ABOUT THIS TASK. Below are some records. How many of their lines contain the string "InvalidColor"? Give the number only.
◆ ◆ ◆ ◆ ◆
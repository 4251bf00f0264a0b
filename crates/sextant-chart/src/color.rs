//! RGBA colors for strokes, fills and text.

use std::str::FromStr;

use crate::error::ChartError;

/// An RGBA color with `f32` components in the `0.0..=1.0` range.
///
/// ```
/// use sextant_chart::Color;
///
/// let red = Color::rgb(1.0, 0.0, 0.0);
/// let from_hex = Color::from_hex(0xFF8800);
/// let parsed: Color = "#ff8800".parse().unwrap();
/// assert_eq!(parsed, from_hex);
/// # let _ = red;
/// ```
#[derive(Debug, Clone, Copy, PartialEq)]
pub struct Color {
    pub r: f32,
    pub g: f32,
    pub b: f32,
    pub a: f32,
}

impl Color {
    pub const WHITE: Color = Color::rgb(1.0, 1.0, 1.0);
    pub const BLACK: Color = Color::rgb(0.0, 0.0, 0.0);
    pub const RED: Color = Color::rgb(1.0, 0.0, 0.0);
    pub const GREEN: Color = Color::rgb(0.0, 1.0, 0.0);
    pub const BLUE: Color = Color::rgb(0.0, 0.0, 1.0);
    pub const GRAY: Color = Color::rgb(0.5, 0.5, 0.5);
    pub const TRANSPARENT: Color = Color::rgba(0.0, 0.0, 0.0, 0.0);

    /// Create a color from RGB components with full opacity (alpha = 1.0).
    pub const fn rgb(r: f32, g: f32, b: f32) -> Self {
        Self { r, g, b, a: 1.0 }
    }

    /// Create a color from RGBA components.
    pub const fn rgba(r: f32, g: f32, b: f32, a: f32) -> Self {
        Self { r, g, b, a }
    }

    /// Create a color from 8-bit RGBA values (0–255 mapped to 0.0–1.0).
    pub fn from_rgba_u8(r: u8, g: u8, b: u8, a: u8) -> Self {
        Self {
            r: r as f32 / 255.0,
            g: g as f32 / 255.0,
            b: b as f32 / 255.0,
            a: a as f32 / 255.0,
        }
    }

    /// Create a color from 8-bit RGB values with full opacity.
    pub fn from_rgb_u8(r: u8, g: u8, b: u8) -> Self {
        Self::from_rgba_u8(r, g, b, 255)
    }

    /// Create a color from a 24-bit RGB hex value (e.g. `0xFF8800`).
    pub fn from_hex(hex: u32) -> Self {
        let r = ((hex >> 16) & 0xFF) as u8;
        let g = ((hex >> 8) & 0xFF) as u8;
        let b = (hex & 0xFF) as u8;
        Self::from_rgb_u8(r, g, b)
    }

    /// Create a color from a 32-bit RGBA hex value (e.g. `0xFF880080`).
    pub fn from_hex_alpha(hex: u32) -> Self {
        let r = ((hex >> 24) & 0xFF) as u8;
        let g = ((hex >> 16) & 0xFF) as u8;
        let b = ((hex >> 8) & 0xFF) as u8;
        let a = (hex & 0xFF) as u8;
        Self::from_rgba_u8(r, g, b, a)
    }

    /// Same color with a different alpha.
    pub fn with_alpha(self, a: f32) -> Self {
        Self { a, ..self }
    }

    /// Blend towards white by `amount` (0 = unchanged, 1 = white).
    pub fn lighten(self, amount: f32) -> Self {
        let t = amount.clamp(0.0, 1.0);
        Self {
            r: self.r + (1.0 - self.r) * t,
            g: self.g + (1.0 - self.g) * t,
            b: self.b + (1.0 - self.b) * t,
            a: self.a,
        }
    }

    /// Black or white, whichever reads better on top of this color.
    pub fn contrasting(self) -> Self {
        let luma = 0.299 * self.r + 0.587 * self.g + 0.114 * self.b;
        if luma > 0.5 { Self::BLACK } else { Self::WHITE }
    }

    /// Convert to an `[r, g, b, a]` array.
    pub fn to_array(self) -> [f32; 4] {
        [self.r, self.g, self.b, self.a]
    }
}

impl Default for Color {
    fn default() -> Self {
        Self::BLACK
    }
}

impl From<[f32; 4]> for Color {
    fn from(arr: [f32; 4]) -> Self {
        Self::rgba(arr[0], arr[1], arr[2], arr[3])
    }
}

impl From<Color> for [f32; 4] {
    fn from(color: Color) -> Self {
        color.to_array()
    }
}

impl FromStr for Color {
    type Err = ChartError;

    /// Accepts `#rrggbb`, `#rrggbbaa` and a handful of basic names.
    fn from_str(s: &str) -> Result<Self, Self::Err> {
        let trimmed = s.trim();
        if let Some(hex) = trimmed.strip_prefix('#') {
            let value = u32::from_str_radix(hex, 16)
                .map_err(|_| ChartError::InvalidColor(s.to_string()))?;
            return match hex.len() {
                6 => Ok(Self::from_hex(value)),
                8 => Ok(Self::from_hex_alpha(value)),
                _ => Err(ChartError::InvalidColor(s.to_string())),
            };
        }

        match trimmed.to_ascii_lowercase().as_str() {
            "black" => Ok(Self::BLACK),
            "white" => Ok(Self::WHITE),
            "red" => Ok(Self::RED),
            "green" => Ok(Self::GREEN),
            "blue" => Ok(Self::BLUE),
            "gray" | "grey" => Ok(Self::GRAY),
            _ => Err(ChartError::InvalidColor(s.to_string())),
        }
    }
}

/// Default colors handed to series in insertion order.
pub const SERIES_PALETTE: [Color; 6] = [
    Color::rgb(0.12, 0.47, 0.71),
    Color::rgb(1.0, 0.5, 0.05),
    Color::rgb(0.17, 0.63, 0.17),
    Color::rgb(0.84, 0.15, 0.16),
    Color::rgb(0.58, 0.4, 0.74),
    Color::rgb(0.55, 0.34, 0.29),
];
◆ ◆ ◆ ◆ ◆
RESULT OF THE EXERCISE. 3